*Task instructions:* Wherever the string "ShortRead" occurs in a line of these records, report that line.

*Material shown:*
============================================================
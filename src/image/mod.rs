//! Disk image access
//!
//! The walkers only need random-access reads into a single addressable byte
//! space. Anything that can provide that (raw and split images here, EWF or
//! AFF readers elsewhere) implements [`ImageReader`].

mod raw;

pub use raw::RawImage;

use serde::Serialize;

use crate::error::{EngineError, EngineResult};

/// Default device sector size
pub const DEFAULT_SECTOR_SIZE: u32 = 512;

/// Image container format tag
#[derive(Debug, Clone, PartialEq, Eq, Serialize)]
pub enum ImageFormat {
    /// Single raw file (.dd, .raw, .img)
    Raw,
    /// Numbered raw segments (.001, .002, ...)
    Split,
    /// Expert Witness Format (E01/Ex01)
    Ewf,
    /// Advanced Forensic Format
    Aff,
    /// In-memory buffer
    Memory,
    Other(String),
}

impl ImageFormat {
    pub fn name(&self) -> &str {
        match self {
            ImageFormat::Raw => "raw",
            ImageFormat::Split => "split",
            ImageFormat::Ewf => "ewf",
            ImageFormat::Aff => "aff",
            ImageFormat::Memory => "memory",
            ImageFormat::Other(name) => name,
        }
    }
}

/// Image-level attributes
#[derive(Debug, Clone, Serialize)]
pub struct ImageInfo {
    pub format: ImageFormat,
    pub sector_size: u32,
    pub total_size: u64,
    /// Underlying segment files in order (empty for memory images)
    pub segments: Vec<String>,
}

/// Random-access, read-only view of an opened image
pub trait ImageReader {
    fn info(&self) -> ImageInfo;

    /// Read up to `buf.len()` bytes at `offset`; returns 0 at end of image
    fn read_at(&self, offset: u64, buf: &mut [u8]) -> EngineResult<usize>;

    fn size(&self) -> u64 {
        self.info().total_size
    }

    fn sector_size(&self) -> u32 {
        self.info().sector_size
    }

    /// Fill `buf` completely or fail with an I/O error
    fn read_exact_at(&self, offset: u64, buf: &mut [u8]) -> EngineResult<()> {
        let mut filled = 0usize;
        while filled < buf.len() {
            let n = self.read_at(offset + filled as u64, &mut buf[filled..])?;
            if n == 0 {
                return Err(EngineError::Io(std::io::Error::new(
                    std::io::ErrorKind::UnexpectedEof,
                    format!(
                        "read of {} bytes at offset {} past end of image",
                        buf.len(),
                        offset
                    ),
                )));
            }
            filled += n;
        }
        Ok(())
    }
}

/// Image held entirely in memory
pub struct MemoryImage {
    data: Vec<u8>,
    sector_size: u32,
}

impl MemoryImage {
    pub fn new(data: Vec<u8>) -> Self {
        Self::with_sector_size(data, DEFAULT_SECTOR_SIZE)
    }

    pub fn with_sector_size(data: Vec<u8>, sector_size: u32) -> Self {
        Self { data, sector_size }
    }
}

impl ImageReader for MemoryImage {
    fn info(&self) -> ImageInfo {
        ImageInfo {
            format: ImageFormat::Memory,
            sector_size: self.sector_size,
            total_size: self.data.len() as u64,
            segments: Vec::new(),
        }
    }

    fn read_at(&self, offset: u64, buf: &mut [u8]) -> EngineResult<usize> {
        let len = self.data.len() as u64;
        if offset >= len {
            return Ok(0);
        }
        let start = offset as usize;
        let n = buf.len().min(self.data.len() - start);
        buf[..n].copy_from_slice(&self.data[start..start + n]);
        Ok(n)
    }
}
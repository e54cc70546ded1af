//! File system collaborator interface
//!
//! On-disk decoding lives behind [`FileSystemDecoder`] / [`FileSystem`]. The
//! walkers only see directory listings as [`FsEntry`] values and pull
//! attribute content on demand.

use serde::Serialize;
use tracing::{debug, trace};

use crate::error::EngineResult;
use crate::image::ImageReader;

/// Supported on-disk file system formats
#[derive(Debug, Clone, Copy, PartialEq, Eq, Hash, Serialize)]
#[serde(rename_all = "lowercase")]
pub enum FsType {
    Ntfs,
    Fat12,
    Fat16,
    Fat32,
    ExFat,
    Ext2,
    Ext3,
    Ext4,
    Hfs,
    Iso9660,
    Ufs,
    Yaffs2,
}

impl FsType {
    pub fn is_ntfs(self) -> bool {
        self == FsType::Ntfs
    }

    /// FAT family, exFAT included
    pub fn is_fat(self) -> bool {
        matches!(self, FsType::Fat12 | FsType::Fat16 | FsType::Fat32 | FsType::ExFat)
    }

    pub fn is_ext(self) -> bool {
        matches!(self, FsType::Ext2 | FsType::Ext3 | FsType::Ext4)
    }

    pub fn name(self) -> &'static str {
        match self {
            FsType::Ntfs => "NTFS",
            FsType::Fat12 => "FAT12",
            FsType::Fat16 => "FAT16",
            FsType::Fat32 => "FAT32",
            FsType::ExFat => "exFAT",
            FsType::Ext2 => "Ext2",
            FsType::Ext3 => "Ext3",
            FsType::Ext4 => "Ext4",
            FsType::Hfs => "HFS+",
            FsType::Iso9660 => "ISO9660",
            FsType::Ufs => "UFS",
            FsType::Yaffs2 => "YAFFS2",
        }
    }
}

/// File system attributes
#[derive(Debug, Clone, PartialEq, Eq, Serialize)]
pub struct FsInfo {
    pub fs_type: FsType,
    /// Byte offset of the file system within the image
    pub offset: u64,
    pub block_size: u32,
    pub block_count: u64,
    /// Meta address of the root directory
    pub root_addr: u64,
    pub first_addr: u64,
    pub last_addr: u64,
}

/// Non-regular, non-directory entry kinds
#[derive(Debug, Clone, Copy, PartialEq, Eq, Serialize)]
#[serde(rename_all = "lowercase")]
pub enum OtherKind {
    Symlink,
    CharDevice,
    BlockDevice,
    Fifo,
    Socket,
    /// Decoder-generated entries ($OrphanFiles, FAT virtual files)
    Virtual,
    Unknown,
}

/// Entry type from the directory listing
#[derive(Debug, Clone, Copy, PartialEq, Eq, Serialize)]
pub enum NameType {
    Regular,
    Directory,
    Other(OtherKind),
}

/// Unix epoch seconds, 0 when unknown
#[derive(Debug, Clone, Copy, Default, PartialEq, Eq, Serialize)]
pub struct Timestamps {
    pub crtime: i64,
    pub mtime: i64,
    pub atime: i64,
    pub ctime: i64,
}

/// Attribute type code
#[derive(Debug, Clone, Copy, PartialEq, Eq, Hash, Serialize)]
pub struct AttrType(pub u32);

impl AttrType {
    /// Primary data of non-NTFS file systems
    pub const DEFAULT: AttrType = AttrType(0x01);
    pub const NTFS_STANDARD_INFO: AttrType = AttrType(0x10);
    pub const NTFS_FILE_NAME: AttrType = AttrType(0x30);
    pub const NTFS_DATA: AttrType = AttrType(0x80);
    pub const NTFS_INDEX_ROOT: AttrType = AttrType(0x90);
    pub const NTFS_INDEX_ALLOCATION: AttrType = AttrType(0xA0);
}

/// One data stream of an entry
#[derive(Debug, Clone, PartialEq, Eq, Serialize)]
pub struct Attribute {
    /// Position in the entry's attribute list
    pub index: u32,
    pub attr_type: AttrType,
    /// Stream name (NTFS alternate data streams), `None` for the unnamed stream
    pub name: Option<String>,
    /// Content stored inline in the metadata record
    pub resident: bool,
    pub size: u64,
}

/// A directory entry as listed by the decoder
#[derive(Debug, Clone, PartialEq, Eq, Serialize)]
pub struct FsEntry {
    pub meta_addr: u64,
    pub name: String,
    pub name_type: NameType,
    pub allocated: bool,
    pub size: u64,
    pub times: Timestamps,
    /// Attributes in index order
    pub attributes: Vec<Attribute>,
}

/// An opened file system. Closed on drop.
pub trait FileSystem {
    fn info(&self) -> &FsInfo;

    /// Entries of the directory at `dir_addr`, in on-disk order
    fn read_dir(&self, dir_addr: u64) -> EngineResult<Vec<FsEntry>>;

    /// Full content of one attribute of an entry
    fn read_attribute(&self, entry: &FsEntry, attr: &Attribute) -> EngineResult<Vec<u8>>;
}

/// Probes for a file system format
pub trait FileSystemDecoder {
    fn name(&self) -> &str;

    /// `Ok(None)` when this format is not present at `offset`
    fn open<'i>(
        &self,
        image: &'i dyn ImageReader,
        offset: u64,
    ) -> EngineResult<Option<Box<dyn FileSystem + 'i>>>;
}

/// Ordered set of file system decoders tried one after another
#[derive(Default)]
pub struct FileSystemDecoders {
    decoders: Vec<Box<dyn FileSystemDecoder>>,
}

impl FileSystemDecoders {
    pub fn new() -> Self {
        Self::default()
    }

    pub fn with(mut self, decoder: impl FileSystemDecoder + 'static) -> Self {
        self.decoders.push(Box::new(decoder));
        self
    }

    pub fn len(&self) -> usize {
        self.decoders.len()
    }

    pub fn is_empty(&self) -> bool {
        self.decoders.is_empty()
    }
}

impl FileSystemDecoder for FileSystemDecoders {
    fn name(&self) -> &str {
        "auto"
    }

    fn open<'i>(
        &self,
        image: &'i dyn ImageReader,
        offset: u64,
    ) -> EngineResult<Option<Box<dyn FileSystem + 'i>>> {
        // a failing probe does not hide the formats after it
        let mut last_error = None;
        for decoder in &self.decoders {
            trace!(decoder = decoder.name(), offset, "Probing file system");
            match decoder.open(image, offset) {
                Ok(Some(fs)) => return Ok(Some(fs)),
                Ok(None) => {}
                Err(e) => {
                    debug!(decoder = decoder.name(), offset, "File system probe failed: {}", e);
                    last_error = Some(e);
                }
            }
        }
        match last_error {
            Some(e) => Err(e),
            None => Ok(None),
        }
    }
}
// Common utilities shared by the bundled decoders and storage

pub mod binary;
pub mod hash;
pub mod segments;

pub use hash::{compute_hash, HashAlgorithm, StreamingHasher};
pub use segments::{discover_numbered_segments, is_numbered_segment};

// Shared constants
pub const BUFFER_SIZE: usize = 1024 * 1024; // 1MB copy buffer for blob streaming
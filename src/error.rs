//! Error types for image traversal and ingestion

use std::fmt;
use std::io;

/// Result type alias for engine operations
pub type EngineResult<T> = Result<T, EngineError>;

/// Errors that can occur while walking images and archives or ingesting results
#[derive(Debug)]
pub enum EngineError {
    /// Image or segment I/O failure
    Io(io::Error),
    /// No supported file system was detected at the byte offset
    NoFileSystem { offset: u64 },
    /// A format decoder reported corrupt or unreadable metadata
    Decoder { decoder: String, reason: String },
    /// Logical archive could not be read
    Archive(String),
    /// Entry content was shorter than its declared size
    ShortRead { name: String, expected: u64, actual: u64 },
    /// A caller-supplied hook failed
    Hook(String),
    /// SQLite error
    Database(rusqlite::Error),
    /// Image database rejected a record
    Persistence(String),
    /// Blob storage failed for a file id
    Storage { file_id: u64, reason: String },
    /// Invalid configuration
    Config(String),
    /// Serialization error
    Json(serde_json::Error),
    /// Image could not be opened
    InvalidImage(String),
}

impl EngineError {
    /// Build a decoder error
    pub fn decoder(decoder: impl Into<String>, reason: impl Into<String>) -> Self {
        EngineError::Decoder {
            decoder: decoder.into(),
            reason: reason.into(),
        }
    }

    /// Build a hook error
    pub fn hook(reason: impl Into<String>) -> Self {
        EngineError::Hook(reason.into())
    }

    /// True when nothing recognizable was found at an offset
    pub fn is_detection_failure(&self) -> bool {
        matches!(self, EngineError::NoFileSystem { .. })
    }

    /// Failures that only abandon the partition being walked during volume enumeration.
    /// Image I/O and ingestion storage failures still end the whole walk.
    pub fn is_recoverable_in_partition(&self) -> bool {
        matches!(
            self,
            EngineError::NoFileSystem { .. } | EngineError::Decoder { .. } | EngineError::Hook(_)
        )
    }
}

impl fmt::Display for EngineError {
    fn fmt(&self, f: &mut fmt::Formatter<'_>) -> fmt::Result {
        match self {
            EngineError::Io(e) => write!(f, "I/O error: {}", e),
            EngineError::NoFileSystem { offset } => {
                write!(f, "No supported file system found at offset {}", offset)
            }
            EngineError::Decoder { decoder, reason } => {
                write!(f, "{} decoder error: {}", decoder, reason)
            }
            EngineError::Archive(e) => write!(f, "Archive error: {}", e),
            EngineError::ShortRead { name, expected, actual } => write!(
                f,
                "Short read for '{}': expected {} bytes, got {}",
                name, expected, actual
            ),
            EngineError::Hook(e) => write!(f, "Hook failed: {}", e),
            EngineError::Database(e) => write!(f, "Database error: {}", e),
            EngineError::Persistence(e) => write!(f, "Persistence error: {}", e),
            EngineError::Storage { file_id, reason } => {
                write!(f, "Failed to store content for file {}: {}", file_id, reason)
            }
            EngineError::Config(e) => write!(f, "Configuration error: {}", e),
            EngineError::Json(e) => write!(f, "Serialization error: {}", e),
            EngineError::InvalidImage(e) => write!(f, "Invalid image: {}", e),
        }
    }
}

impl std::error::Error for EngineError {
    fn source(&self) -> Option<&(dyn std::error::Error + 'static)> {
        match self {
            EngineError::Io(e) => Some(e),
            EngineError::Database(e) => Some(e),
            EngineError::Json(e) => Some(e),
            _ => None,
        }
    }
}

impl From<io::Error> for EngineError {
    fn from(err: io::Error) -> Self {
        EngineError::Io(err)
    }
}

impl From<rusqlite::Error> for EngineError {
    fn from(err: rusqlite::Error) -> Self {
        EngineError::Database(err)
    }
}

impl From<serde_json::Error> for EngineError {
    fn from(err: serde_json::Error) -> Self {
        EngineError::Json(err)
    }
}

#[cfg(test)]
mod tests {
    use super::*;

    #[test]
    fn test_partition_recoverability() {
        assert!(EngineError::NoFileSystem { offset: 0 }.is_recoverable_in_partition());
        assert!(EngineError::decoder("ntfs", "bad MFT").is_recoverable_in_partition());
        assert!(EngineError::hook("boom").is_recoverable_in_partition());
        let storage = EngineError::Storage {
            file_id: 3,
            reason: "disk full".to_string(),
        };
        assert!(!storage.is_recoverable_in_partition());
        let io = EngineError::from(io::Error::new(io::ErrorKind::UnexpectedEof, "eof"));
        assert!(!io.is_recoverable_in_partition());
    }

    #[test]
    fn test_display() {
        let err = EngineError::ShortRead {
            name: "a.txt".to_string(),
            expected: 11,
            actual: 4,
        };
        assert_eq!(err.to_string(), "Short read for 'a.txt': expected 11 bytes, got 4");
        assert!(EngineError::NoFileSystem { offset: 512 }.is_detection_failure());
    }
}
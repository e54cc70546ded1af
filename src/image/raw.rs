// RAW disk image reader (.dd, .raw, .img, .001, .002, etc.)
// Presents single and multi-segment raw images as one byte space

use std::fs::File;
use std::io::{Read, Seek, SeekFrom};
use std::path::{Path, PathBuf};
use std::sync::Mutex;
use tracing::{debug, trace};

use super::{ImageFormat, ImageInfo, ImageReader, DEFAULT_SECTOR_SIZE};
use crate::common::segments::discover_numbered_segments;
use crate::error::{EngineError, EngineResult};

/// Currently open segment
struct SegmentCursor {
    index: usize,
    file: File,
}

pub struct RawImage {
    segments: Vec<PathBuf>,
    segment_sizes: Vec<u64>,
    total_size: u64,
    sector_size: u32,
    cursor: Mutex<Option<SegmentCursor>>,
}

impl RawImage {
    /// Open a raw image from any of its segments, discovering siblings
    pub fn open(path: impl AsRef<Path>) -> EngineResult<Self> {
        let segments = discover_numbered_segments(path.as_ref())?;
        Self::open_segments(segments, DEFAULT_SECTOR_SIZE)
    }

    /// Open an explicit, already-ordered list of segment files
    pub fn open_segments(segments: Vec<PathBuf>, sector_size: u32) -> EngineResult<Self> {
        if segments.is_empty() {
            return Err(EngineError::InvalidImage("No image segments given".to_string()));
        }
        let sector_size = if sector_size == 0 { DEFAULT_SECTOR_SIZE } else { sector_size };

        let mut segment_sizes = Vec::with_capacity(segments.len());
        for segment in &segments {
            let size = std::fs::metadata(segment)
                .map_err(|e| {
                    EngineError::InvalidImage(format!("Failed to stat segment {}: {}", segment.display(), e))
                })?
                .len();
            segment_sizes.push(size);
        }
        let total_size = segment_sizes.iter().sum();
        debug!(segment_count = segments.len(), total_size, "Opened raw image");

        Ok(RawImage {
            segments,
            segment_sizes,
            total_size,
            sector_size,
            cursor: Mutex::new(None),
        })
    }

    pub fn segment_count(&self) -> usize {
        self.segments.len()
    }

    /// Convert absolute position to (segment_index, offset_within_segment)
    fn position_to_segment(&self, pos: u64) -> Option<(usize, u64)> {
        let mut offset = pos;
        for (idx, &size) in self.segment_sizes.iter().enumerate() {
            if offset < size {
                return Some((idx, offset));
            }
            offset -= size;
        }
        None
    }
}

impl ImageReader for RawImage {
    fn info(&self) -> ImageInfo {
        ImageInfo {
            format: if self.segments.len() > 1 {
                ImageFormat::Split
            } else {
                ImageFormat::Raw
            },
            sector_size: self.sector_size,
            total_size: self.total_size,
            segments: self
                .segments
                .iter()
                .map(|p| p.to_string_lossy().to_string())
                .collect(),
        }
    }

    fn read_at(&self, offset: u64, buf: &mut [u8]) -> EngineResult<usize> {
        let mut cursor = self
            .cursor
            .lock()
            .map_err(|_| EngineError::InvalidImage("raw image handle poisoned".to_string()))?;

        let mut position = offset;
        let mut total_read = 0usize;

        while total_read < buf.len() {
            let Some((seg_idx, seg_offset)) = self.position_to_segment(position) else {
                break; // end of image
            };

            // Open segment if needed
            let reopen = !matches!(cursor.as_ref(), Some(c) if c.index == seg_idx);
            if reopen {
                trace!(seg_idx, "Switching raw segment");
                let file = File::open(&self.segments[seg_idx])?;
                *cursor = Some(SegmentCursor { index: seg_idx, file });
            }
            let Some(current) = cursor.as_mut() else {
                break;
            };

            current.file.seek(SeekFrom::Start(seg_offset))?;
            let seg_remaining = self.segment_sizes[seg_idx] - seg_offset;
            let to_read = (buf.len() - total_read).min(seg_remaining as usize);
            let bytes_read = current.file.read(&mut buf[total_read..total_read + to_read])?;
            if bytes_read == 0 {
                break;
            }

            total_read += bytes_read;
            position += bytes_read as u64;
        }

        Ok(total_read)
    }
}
============================================================
*Solution for this problem:*
    ShortRead { name: String, expected: u64, actual: u64 },
            EngineError::ShortRead { name, expected, actual } => write!(
        let err = EngineError::ShortRead {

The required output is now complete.